I’ve definitely had moments where I’ve looked at what everyone else is doing, and considered following them, but I’ve learned that that never works for me. The things that communicate with other people are the things that resonate with me at the time of writing, and I have to always remind myself of that. The biggest mistake is to try to please everyone. If you mix all the colours together you’ll end up with a brown painting. I’ve had some moderate success so it’s easier for me to trust myself.
Reflecting on the album, does it give you more satisfaction than making dance music?
It does, because there are no constraints. I am more proud of these pieces as pieces of art. They’re not so functional; it’s not like there’s got to be 16 bars at the beginning otherwise DJs aren’t going to play it. In dance music quite often, I find myself having to take a lot of stuff out or having to hold myself back from putting too much in, because over my decades of DJing I have been there in the booth when I’ve played something the day before and it has loads of strings and piano in, and it just mushes out. You don’t really hear anything. And something else that has just a kick, snare, a bass, and one synth sound will just sound much more direct. It was great to be able to indulge myself in all the stuff I’ve been trying to hold back before. Suddenly all that stuff was fair game and allowed.
Was it also a cathartic experience?
Certainly, because piano is my biggest means of expression. I’m not great at expressing emotions on a normal human level, but music seems to be my blowhole, to release myself. It’s the way I know best. When I play the piano, it’s my form of meditation; I don’t think about shopping lists or anything else. I just go into this kind of state, as if there’s another force that comes through me.
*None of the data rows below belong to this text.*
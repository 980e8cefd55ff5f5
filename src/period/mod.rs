//! Calendar-interval algebra: closed day ranges, month-aligned periods and
//! interned calendar months.

pub mod cache;
pub mod interval;
pub mod month;
#[allow(clippy::module_inception)]
pub mod period;

pub use cache::MonthCache;
pub use interval::DateInterval;
pub use month::{Month, MonthIter, MonthRange};
pub use period::Period;

use chrono::{Datelike, Months, NaiveDate};

/// Zero-based running month number, `year * 12 + month0`.
pub(crate) fn month_index(date: NaiveDate) -> i32 {
    date.year() * 12 + date.month0() as i32
}

pub(crate) fn year_month_of_index(index: i32) -> (i32, u32) {
    (index.div_euclid(12), index.rem_euclid(12) as u32 + 1)
}

/// First and last day of a calendar month, `None` outside chrono's date range.
pub(crate) fn month_bounds(year: i32, month: u32) -> Option<(NaiveDate, NaiveDate)> {
    let first = NaiveDate::from_ymd_opt(year, month, 1)?;
    let last = first.checked_add_months(Months::new(1))?.pred_opt()?;
    Some((first, last))
}

pub(crate) fn is_first_day_of_month(date: NaiveDate) -> bool {
    date.day() == 1
}

pub(crate) fn is_last_day_of_month(date: NaiveDate) -> bool {
    date.succ_opt().map_or(true, |next| next.day() == 1)
}
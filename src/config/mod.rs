use serde::{Deserialize, Serialize};
use std::{
    fs::{self, File},
    io::Write,
    path::{Path, PathBuf},
};
use tracing::debug;

use crate::{errors::ConfigError, period::MonthCache};

const TMP_SUFFIX: &str = "tmp";

/// Runtime settings for the engine's ambient concerns.
///
/// Every section has defaults, so an empty JSON object is a valid file.
#[derive(Debug, Clone, Serialize, Deserialize, PartialEq, Eq)]
#[serde(default)]
pub struct Config {
    pub log_filter: String,
    pub month_cache: MonthCacheConfig,
    pub verifier: VerifierConfig,
}

impl Default for Config {
    fn default() -> Self {
        Self {
            log_filter: "payment_timeline=info".into(),
            month_cache: MonthCacheConfig::default(),
            verifier: VerifierConfig::default(),
        }
    }
}

#[derive(Debug, Clone, Default, Serialize, Deserialize, PartialEq, Eq)]
#[serde(default)]
pub struct MonthCacheConfig {
    #[serde(skip_serializing_if = "Option::is_none")]
    pub prewarm: Option<YearRange>,
}

/// Inclusive range of calendar years.
#[derive(Debug, Clone, Copy, Serialize, Deserialize, PartialEq, Eq)]
pub struct YearRange {
    pub from: i32,
    pub to: i32,
}

#[derive(Debug, Clone, Copy, Default, Serialize, Deserialize, PartialEq, Eq)]
#[serde(default)]
pub struct VerifierConfig {
    /// Report every diverging month rather than stopping at the first.
    pub collect_all_divergences: bool,
}

impl Config {
    pub fn from_json_str(data: &str) -> Result<Self, ConfigError> {
        let config: Config = serde_json::from_str(data)?;
        config.validate()?;
        Ok(config)
    }

    pub fn validate(&self) -> Result<(), ConfigError> {
        if self.log_filter.trim().is_empty() {
            return Err(ConfigError::Invalid("log_filter must not be empty".into()));
        }
        if let Some(range) = self.month_cache.prewarm {
            if range.from > range.to {
                return Err(ConfigError::Invalid(format!(
                    "month_cache.prewarm starts at {} but ends at {}",
                    range.from, range.to
                )));
            }
        }
        Ok(())
    }

    /// Interns the configured years in `cache`; returns how many months were touched.
    pub fn prewarm(&self, cache: &MonthCache) -> Result<usize, ConfigError> {
        match self.month_cache.prewarm {
            Some(range) => cache
                .prewarm(range.from..=range.to)
                .map_err(|err| ConfigError::Invalid(err.to_string())),
            None => Ok(0),
        }
    }
}

/// Loads and stores a [`Config`] as a JSON file.
pub struct ConfigManager {
    path: PathBuf,
}

impl ConfigManager {
    pub fn new(path: impl Into<PathBuf>) -> Self {
        Self { path: path.into() }
    }

    pub fn load(&self) -> Result<Config, ConfigError> {
        if self.path.exists() {
            let data = fs::read_to_string(&self.path)?;
            Config::from_json_str(&data)
        } else {
            debug!(path = %self.path.display(), "no configuration file, using defaults");
            Ok(Config::default())
        }
    }

    pub fn save(&self, config: &Config) -> Result<(), ConfigError> {
        config.validate()?;
        if let Some(parent) = self.path.parent() {
            fs::create_dir_all(parent)?;
        }
        let json = serde_json::to_string_pretty(config)?;
        let tmp = tmp_path(&self.path);
        write_atomic(&tmp, &json)?;
        fs::rename(&tmp, &self.path)?;
        Ok(())
    }

    pub fn path(&self) -> &Path {
        &self.path
    }
}

fn tmp_path(path: &Path) -> PathBuf {
    let mut tmp = path.to_path_buf();
    let ext = match path.extension().and_then(|ext| ext.to_str()) {
        Some(existing) => format!("{}.{}", existing, TMP_SUFFIX),
        None => TMP_SUFFIX.to_string(),
    };
    tmp.set_extension(ext);
    tmp
}

fn write_atomic(path: &Path, data: &str) -> Result<(), ConfigError> {
    let mut file = File::create(path)?;
    file.write_all(data.as_bytes())?;
    file.flush()?;
    Ok(())
}
use std::sync::Once;

use tracing_subscriber::{
    filter::{Directive, LevelFilter},
    fmt, EnvFilter,
};

static TRACING_INIT: Once = Once::new();

/// Default directive used when none is configured.
pub const DEFAULT_LOG_DIRECTIVE: &str = "payment_timeline=info";

/// Initializes the global tracing subscriber.
///
/// `RUST_LOG` is honoured first and `directive` is added on top. A directive
/// that fails to parse falls back to [`DEFAULT_LOG_DIRECTIVE`]. Only the
/// first call has any effect, and an already installed global subscriber is
/// left in place.
pub fn init_tracing(directive: &str) {
    TRACING_INIT.call_once(|| {
        let filter = EnvFilter::from_default_env().add_directive(parse_directive(directive));
        let _ = fmt().with_env_filter(filter).try_init();
    });
}

fn parse_directive(directive: &str) -> Directive {
    directive
        .parse()
        .or_else(|_| DEFAULT_LOG_DIRECTIVE.parse())
        .unwrap_or_else(|_| Directive::from(LevelFilter::INFO))
}
#![doc(test(attr(deny(warnings))))]

//! Payment Timeline reconstructs the authoritative payment schedule from an
//! append-only ledger of payment lines, and guards approvals by comparing
//! independently simulated schedules.
//!
//! ```
//! use chrono::{TimeZone, Utc};
//! use payment_timeline::{Month, PaymentLedger, PaymentLine, Timeline};
//!
//! let year = Month::of(2021, 1)?.range_to(&Month::of(2021, 12)?)?;
//! let created = Utc.with_ymd_and_hms(2021, 1, 1, 0, 0, 0).unwrap();
//! let line = PaymentLine::new_line(year, 1_000, created, None)?;
//! let pause = PaymentLine::pause_from(
//!     &line,
//!     chrono::NaiveDate::from_ymd_opt(2021, 7, 1).unwrap(),
//!     created + chrono::Duration::seconds(1),
//! )?;
//!
//! let timeline = Timeline::from_ledger(&PaymentLedger::new(vec![line, pause])?);
//! assert_eq!(timeline.amount_for(&Month::of(2021, 6)?), Some(1_000));
//! assert_eq!(timeline.amount_for(&Month::of(2021, 7)?), Some(0));
//! # Ok::<(), Box<dyn std::error::Error>>(())
//! ```

pub mod config;
pub mod errors;
pub mod ledger;
pub mod period;
pub mod simulation;
pub mod timeline;
pub mod utils;

pub use config::{Config, ConfigManager};
pub use errors::{
    ApprovalBlocked, ConfigError, LedgerError, PaymentLineError, PeriodError, SimulationError,
    TimelineError,
};
pub use ledger::{ChangeKind, LineKind, PaymentLedger, PaymentLine};
pub use period::{DateInterval, Month, MonthCache, Period};
pub use simulation::{
    Actor, ApprovalClearance, ConsistencyGate, Divergence, DivergenceReport, PaymentSimulator,
    SimulatedPayment, SimulationRequest, Verdict,
};
pub use timeline::{EntryKind, Timeline, TimelineEntry};

use std::sync::Once;

static INIT: Once = Once::new();

/// Initializes global tracing with the default filter and emits a startup log.
pub fn init() {
    init_with(&Config::default());
}

/// Initializes tracing from `config` and prewarms the global month cache.
///
/// Only the first call in a process has any effect.
pub fn init_with(config: &Config) {
    INIT.call_once(|| {
        utils::init_tracing(&config.log_filter);
        match config.prewarm(MonthCache::global()) {
            Ok(months) => tracing::info!(months, "Payment timeline engine initialized."),
            Err(err) => tracing::warn!(%err, "Month cache prewarm failed."),
        }
    });
}

#[cfg(test)]
mod tests {
    #[test]
    fn init_does_not_panic() {
        super::init();
        super::init();
    }
}
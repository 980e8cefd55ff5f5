use std::collections::HashSet;

use serde::{Deserialize, Serialize};
use uuid::Uuid;

use crate::errors::LedgerError;

use super::line::PaymentLine;

/// Append-only history of payment lines in ascending creation order.
///
/// Creation timestamps are pairwise distinct and form the only precedence
/// signal used when the ledger is consolidated. Growth operations return a
/// new, re-validated ledger and never touch `self`.
#[derive(Debug, Clone, Default, Serialize, Deserialize, PartialEq, Eq)]
#[serde(try_from = "Vec<PaymentLine>", into = "Vec<PaymentLine>")]
pub struct PaymentLedger {
    lines: Vec<PaymentLine>,
}

impl PaymentLedger {
    pub fn new(mut lines: Vec<PaymentLine>) -> Result<Self, LedgerError> {
        lines.sort_by_key(PaymentLine::created_at);
        if let Some(pair) = lines
            .windows(2)
            .find(|pair| pair[0].created_at() == pair[1].created_at())
        {
            return Err(LedgerError::DuplicateCreationTimestamp(pair[1].created_at()));
        }
        let mut seen = HashSet::with_capacity(lines.len());
        if let Some(duplicate) = lines.iter().find(|line| !seen.insert(line.id())) {
            return Err(LedgerError::DuplicateLineId(duplicate.id()));
        }
        Ok(Self { lines })
    }

    pub fn empty() -> Self {
        Self::default()
    }

    pub fn plus(&self, line: PaymentLine) -> Result<Self, LedgerError> {
        self.plus_all([line])
    }

    pub fn plus_all(&self, lines: impl IntoIterator<Item = PaymentLine>) -> Result<Self, LedgerError> {
        let mut combined = self.lines.clone();
        combined.extend(lines);
        Self::new(combined)
    }

    pub fn concat(&self, other: &PaymentLedger) -> Result<Self, LedgerError> {
        self.plus_all(other.lines.iter().cloned())
    }

    pub fn lines(&self) -> &[PaymentLine] {
        &self.lines
    }

    pub fn iter(&self) -> std::slice::Iter<'_, PaymentLine> {
        self.lines.iter()
    }

    pub fn len(&self) -> usize {
        self.lines.len()
    }

    pub fn is_empty(&self) -> bool {
        self.lines.is_empty()
    }

    /// The most recently created line.
    pub fn latest(&self) -> Option<&PaymentLine> {
        self.lines.last()
    }

    pub fn find(&self, id: Uuid) -> Option<&PaymentLine> {
        self.lines.iter().find(|line| line.id() == id)
    }
}

impl TryFrom<Vec<PaymentLine>> for PaymentLedger {
    type Error = LedgerError;

    fn try_from(lines: Vec<PaymentLine>) -> Result<Self, Self::Error> {
        Self::new(lines)
    }
}

impl From<PaymentLedger> for Vec<PaymentLine> {
    fn from(ledger: PaymentLedger) -> Self {
        ledger.lines
    }
}

impl<'a> IntoIterator for &'a PaymentLedger {
    type Item = &'a PaymentLine;
    type IntoIter = std::slice::Iter<'a, PaymentLine>;

    fn into_iter(self) -> Self::IntoIter {
        self.lines.iter()
    }
}

#[cfg(test)]
mod tests {
    use chrono::{DateTime, TimeZone, Utc};

    use super::*;
    use crate::{ledger::LineKind, period::Month};

    fn at(second: u32) -> DateTime<Utc> {
        Utc.with_ymd_and_hms(2021, 1, 1, 8, 0, second).unwrap()
    }

    fn line(second: u32) -> PaymentLine {
        let period = Month::of(2021, 1)
            .unwrap()
            .range_to(&Month::of(2021, 12).unwrap())
            .unwrap();
        PaymentLine::new_line(period, 1_000, at(second), None).unwrap()
    }

    #[test]
    fn keeps_lines_in_creation_order() {
        let ledger = PaymentLedger::new(vec![line(3), line(1), line(2)]).unwrap();
        let order: Vec<_> = ledger.iter().map(PaymentLine::created_at).collect();
        assert_eq!(order, vec![at(1), at(2), at(3)]);
        assert_eq!(ledger.latest().unwrap().created_at(), at(3));
    }

    #[test]
    fn rejects_duplicate_creation_timestamps() {
        let err = PaymentLedger::new(vec![line(1), line(1)]).unwrap_err();
        assert_eq!(err, LedgerError::DuplicateCreationTimestamp(at(1)));
    }

    #[test]
    fn rejects_duplicate_ids() {
        let first = line(1);
        let clone = PaymentLine::from_parts(
            first.id(),
            at(2),
            first.period(),
            first.amount(),
            None,
            LineKind::New,
        )
        .unwrap();
        let err = PaymentLedger::new(vec![first.clone(), clone]).unwrap_err();
        assert_eq!(err, LedgerError::DuplicateLineId(first.id()));
    }

    #[test]
    fn growth_returns_new_ledger() {
        let base = PaymentLedger::new(vec![line(1)]).unwrap();
        let grown = base.plus(line(2)).unwrap();
        assert_eq!(base.len(), 1);
        assert_eq!(grown.len(), 2);

        let clash = base.plus(line(1));
        assert!(matches!(clash, Err(LedgerError::DuplicateCreationTimestamp(_))));
        assert_eq!(base.len(), 1);
    }

    #[test]
    fn concat_revalidates_both_sides() {
        let left = PaymentLedger::new(vec![line(1), line(3)]).unwrap();
        let right = PaymentLedger::new(vec![line(2)]).unwrap();
        let joined = left.concat(&right).unwrap();
        assert_eq!(joined.len(), 3);
        assert!(left.concat(&left).is_err());
    }

    #[test]
    fn find_and_empty() {
        let first = line(1);
        let ledger = PaymentLedger::empty().plus(first.clone()).unwrap();
        assert_eq!(ledger.find(first.id()), Some(&first));
        assert!(PaymentLedger::empty().is_empty());
        assert!(PaymentLedger::empty().latest().is_none());
    }

    #[test]
    fn deserialization_rejects_duplicate_timestamps() {
        let json = serde_json::to_value(vec![line(1), line(1)]).unwrap();
        assert!(serde_json::from_value::<PaymentLedger>(json).is_err());
    }
}
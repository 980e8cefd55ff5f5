use std::fmt;

use serde::{Deserialize, Serialize};

use crate::{
    errors::SimulationError,
    ledger::PaymentLedger,
    period::Period,
    timeline::Timeline,
};

/// The person on whose behalf a simulation is run.
#[derive(Debug, Clone, Serialize, Deserialize, PartialEq, Eq, Hash)]
#[serde(transparent)]
pub struct Actor(String);

impl Actor {
    pub fn new(ident: impl Into<String>) -> Self {
        Self(ident.into())
    }

    pub fn ident(&self) -> &str {
        &self.0
    }
}

impl fmt::Display for Actor {
    fn fmt(&self, f: &mut fmt::Formatter<'_>) -> fmt::Result {
        f.write_str(&self.0)
    }
}

/// Input handed to the payment simulator: the lines a decision would add,
/// the decision period and who is asking.
#[derive(Debug, Clone, Serialize, Deserialize, PartialEq, Eq)]
pub struct SimulationRequest {
    pub pending: PaymentLedger,
    pub period: Period,
    pub requested_by: Actor,
}

impl SimulationRequest {
    pub fn new(pending: PaymentLedger, period: Period, requested_by: Actor) -> Self {
        Self {
            pending,
            period,
            requested_by,
        }
    }

    /// Same request, run under another identity.
    pub fn on_behalf_of(&self, actor: &Actor) -> Self {
        Self {
            requested_by: actor.clone(),
            ..self.clone()
        }
    }
}

/// Result of a simulation: the full ledger the simulator would end up with,
/// and its consolidated timeline.
#[derive(Debug, Clone, Serialize, PartialEq, Eq)]
pub struct SimulatedPayment {
    request: SimulationRequest,
    ledger: PaymentLedger,
    timeline: Timeline,
}

impl SimulatedPayment {
    pub fn new(request: SimulationRequest, ledger: PaymentLedger) -> Self {
        let timeline = Timeline::from_ledger(&ledger);
        Self {
            request,
            ledger,
            timeline,
        }
    }

    pub fn request(&self) -> &SimulationRequest {
        &self.request
    }

    pub fn ledger(&self) -> &PaymentLedger {
        &self.ledger
    }

    pub fn timeline(&self) -> &Timeline {
        &self.timeline
    }
}

/// The payment-execution system's dry-run entry point.
pub trait PaymentSimulator {
    fn simulate(&self, request: &SimulationRequest) -> Result<SimulatedPayment, SimulationError>;
}

impl<T: PaymentSimulator + ?Sized> PaymentSimulator for &T {
    fn simulate(&self, request: &SimulationRequest) -> Result<SimulatedPayment, SimulationError> {
        (**self).simulate(request)
    }
}
use std::{fmt, ops::Deref};

use chrono::{Months, NaiveDate};
use serde::{Deserialize, Serialize};

use crate::errors::{InvalidPeriodReason, PeriodError};

use super::{
    is_first_day_of_month, is_last_day_of_month, month_bounds, month_index, year_month_of_index,
    DateInterval, Month,
};

/// A [`DateInterval`] aligned to whole calendar months.
///
/// `start` is always the first day of a month, `end` the last day of a month,
/// and `start < end`. Every interval operator is available through `Deref`.
#[derive(Debug, Clone, Copy, Serialize, Deserialize, PartialEq, Eq, Hash, PartialOrd, Ord)]
#[serde(try_from = "DateInterval", into = "DateInterval")]
pub struct Period(DateInterval);

impl Period {
    pub fn new(start: NaiveDate, end: NaiveDate) -> Result<Self, PeriodError> {
        let invalid = |reason| PeriodError::InvalidPeriod { start, end, reason };
        if !is_first_day_of_month(start) {
            return Err(invalid(InvalidPeriodReason::StartNotFirstDayOfMonth));
        }
        if !is_last_day_of_month(end) {
            return Err(invalid(InvalidPeriodReason::EndNotLastDayOfMonth));
        }
        if start >= end {
            return Err(invalid(InvalidPeriodReason::StartNotBeforeEnd));
        }
        Ok(Self(DateInterval::new(start, end)?))
    }

    /// Period spanning `first` through `last`, both inclusive calendar months.
    pub fn from_months(first: Month, last: Month) -> Result<Self, PeriodError> {
        first.range_to(&last)
    }

    pub fn interval(&self) -> DateInterval {
        self.0
    }

    pub fn month_count(&self) -> u32 {
        (month_index(self.end()) - month_index(self.start()) + 1) as u32
    }

    /// Calendar months covered by this period, in order.
    pub fn months(&self) -> Vec<Month> {
        let first = month_index(self.start());
        (0..self.month_count() as i32)
            .map(|offset| year_month_of_index(first + offset))
            .filter_map(|(year, month)| Month::of(year, month).ok())
            .collect()
    }

    /// Splits into one-month periods whose concatenation is exactly `self`.
    pub fn to_monthly_periods(&self) -> Vec<Period> {
        self.months().into_iter().map(Period::from).collect()
    }

    pub fn intersection(&self, other: &Period) -> Option<Period> {
        self.0.intersection(&other.0).map(Period)
    }

    /// The parts of `self` not covered by `other`: zero, one or two periods.
    pub fn minus(&self, other: &Period) -> Vec<Period> {
        if !self.overlaps(other) {
            return vec![*self];
        }
        let mut remaining = Vec::with_capacity(2);
        if self.starts_before(other) {
            if let Some(end) = other.start().pred_opt() {
                remaining.extend(Period::new(self.start(), end).ok());
            }
        }
        if self.ends_after(other) {
            if let Some(start) = other.end().succ_opt() {
                remaining.extend(Period::new(start, self.end()).ok());
            }
        }
        remaining
    }

    /// Joins two overlapping or touching periods into one.
    pub fn merge(&self, other: &Period) -> Result<Period, PeriodError> {
        let touching = self.end().succ_opt() == Some(other.start())
            || other.end().succ_opt() == Some(self.start());
        if !self.overlaps(other) && !touching {
            let (first, second) = if self.starts_before(other) {
                (self, other)
            } else {
                (other, self)
            };
            return Err(PeriodError::NotMergeable {
                first_end: first.end(),
                second_start: second.start(),
            });
        }
        Period::new(self.start().min(other.start()), self.end().max(other.end()))
    }

    /// Moves the period by whole months; negative values move it backwards.
    pub fn shift_months(&self, months: i32) -> Result<Period, PeriodError> {
        let out_of_range = || PeriodError::OutOfRange(format!("{self} shifted by {months} months"));
        let step = Months::new(months.unsigned_abs());
        let start = if months >= 0 {
            self.start().checked_add_months(step)
        } else {
            self.start().checked_sub_months(step)
        }
        .ok_or_else(out_of_range)?;
        let (year, month) = year_month_of_index(month_index(self.end()) + months);
        let (_, end) = month_bounds(year, month).ok_or_else(out_of_range)?;
        Period::new(start, end)
    }

    /// Smallest period covering every period in `periods`; `None` when empty.
    pub fn span_of<'a>(periods: impl IntoIterator<Item = &'a Period>) -> Option<Period> {
        let mut periods = periods.into_iter();
        let first = periods.next()?;
        let (start, end) = periods.fold((first.start(), first.end()), |(start, end), period| {
            (start.min(period.start()), end.max(period.end()))
        });
        Period::new(start, end).ok()
    }

    /// True when any two periods in the slice share at least one day.
    pub fn has_overlaps(periods: &[Period]) -> bool {
        let mut sorted = periods.to_vec();
        sorted.sort();
        sorted.windows(2).any(|pair| pair[0].overlaps(&pair[1]))
    }

    /// Coalesces the periods into the fewest contiguous periods, sorted by start.
    pub fn minimal_contiguous(periods: &[Period]) -> Vec<Period> {
        let mut sorted = periods.to_vec();
        sorted.sort();
        sorted.into_iter().fold(Vec::new(), |mut acc: Vec<Period>, period| {
            match acc.last().map(|last| last.merge(&period)) {
                Some(Ok(merged)) => {
                    acc.pop();
                    acc.push(merged);
                }
                _ => acc.push(period),
            }
            acc
        })
    }
}

impl Deref for Period {
    type Target = DateInterval;

    fn deref(&self) -> &Self::Target {
        &self.0
    }
}

impl TryFrom<DateInterval> for Period {
    type Error = PeriodError;

    fn try_from(interval: DateInterval) -> Result<Self, Self::Error> {
        Period::new(interval.start(), interval.end())
    }
}

impl From<Period> for DateInterval {
    fn from(period: Period) -> Self {
        period.0
    }
}

impl fmt::Display for Period {
    fn fmt(&self, f: &mut fmt::Formatter<'_>) -> fmt::Result {
        self.0.fmt(f)
    }
}

#[cfg(test)]
mod tests {
    use super::*;

    fn date(y: i32, m: u32, d: u32) -> NaiveDate {
        NaiveDate::from_ymd_opt(y, m, d).unwrap()
    }

    fn period(y1: i32, m1: u32, y2: i32, m2: u32) -> Period {
        let first = Month::of(y1, m1).unwrap();
        let last = Month::of(y2, m2).unwrap();
        Period::from_months(first, last).unwrap()
    }

    #[test]
    fn rejects_unaligned_bounds() {
        let err = Period::new(date(2021, 1, 2), date(2021, 3, 31)).unwrap_err();
        assert!(matches!(
            err,
            PeriodError::InvalidPeriod {
                reason: InvalidPeriodReason::StartNotFirstDayOfMonth,
                ..
            }
        ));
        let err = Period::new(date(2021, 1, 1), date(2021, 3, 30)).unwrap_err();
        assert!(matches!(
            err,
            PeriodError::InvalidPeriod {
                reason: InvalidPeriodReason::EndNotLastDayOfMonth,
                ..
            }
        ));
        let err = Period::new(date(2021, 4, 1), date(2021, 3, 31)).unwrap_err();
        assert!(matches!(
            err,
            PeriodError::InvalidPeriod {
                reason: InvalidPeriodReason::StartNotBeforeEnd,
                ..
            }
        ));
    }

    #[test]
    fn counts_months_across_years() {
        assert_eq!(period(2021, 1, 2021, 12).month_count(), 12);
        assert_eq!(period(2021, 11, 2022, 2).month_count(), 4);
        assert_eq!(period(2024, 2, 2024, 2).month_count(), 1);
    }

    #[test]
    fn monthly_split_reconstructs_bounds() {
        let source = period(2023, 11, 2024, 3);
        let parts = source.to_monthly_periods();
        assert_eq!(parts.len() as u32, source.month_count());
        assert_eq!(parts.first().unwrap().start(), source.start());
        assert_eq!(parts.last().unwrap().end(), source.end());
        assert_eq!(parts[3], period(2024, 2, 2024, 2));
        assert_eq!(parts[3].end(), date(2024, 2, 29));
    }

    #[test]
    fn minus_yields_remaining_pieces() {
        let year = period(2021, 1, 2021, 12);
        assert_eq!(
            year.minus(&period(2021, 4, 2021, 6)),
            vec![period(2021, 1, 2021, 3), period(2021, 7, 2021, 12)]
        );
        assert_eq!(
            year.minus(&period(2020, 6, 2021, 2)),
            vec![period(2021, 3, 2021, 12)]
        );
        assert!(year.minus(&period(2020, 1, 2022, 12)).is_empty());
        assert_eq!(year.minus(&period(2022, 1, 2022, 3)), vec![year]);
    }

    #[test]
    fn merge_accepts_touching_and_rejects_gaps() {
        let merged = period(2021, 1, 2021, 3)
            .merge(&period(2021, 4, 2021, 6))
            .unwrap();
        assert_eq!(merged, period(2021, 1, 2021, 6));
        let gap = period(2021, 1, 2021, 3).merge(&period(2021, 5, 2021, 6));
        assert!(matches!(gap, Err(PeriodError::NotMergeable { .. })));
    }

    #[test]
    fn shifts_forwards_and_backwards() {
        let source = period(2021, 1, 2021, 2);
        assert_eq!(source.shift_months(1).unwrap(), period(2021, 2, 2021, 3));
        assert_eq!(source.shift_months(-2).unwrap(), period(2020, 11, 2020, 12));
        assert_eq!(source.shift_months(0).unwrap(), source);
    }

    #[test]
    fn span_and_overlap_helpers() {
        let periods = [period(2021, 5, 2021, 6), period(2021, 1, 2021, 2)];
        assert_eq!(Period::span_of(&periods), Some(period(2021, 1, 2021, 6)));
        assert_eq!(Period::span_of(&Vec::<Period>::new()), None);
        assert!(!Period::has_overlaps(&periods));
        assert!(Period::has_overlaps(&[
            period(2021, 1, 2021, 6),
            period(2021, 6, 2021, 7)
        ]));
    }

    #[test]
    fn minimal_contiguous_coalesces_runs() {
        let coalesced = Period::minimal_contiguous(&[
            period(2021, 7, 2021, 8),
            period(2021, 1, 2021, 2),
            period(2021, 3, 2021, 3),
            period(2021, 2, 2021, 4),
        ]);
        assert_eq!(
            coalesced,
            vec![period(2021, 1, 2021, 4), period(2021, 7, 2021, 8)]
        );
    }
}
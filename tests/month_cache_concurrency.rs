use std::{sync::Arc, thread};

use chrono::NaiveDate;
use payment_timeline::MonthCache;

#[test]
fn threads_share_one_instance_per_month() {
    let cache = Arc::new(MonthCache::new());
    let handles: Vec<_> = (0..8)
        .map(|worker| {
            let cache = Arc::clone(&cache);
            thread::spawn(move || {
                (1..=12)
                    .map(|number| cache.get(2020 + worker % 2, number).unwrap())
                    .collect::<Vec<_>>()
            })
        })
        .collect();

    let results: Vec<_> = handles
        .into_iter()
        .map(|handle| handle.join().unwrap())
        .collect();

    assert_eq!(cache.len(), 24);
    for months in &results {
        let year = months[0].year();
        for (index, month) in months.iter().enumerate() {
            let canonical = cache.get(year, index as u32 + 1).unwrap();
            assert!(Arc::ptr_eq(month, &canonical));
        }
    }
}

#[test]
fn global_cache_is_shared_across_threads() {
    let day = NaiveDate::from_ymd_opt(2031, 7, 14).unwrap();
    let handles: Vec<_> = (0..4)
        .map(|_| thread::spawn(move || MonthCache::global().containing(day).unwrap()))
        .collect();
    let from_threads: Vec<_> = handles
        .into_iter()
        .map(|handle| handle.join().unwrap())
        .collect();

    let canonical = MonthCache::global().get(2031, 7).unwrap();
    assert!(from_threads
        .iter()
        .all(|month| Arc::ptr_eq(month, &canonical)));
}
The album places you close to this neoclassical category of contemporary music. Is there somewhere you’d like to position yourself?
It’s funny because before we actually started making the album, I’d visit Tom Lewis, who is my A&R guy at Decca, and just sit in his office and listen to stuff. I didn’t really know anything about neoclassical at the time, and I didn’t know who Nils Frahm or Ólafur Arnalds were, or anything like that, and he introduced me to lots of people in that realm. I have a playlist here called “Decca Vibes” which documents all the things I was listening to in this period, like Johnnie Greenwood, Kiasmos, Jon Hopkins, Joni Mitchell, Ryuichi Sakamoto. I actually listened to it when I was writing the album.
Have you ever considered trying your hand at film scoring?
That’s something else I have my sights on. One hundred percent. I’ve always seen myself as going that way. I have this vision of going to a film premiere, where nobody knows who I am, and I just sit in a big, red velvety chair while my music is playing in a film. It’s like how I used to sneak into clubs when I first made garage records and the DJ would have a dubplate of something I’d made, and I’d just be there anonymously in the crowd. I’d get a real buzz from that.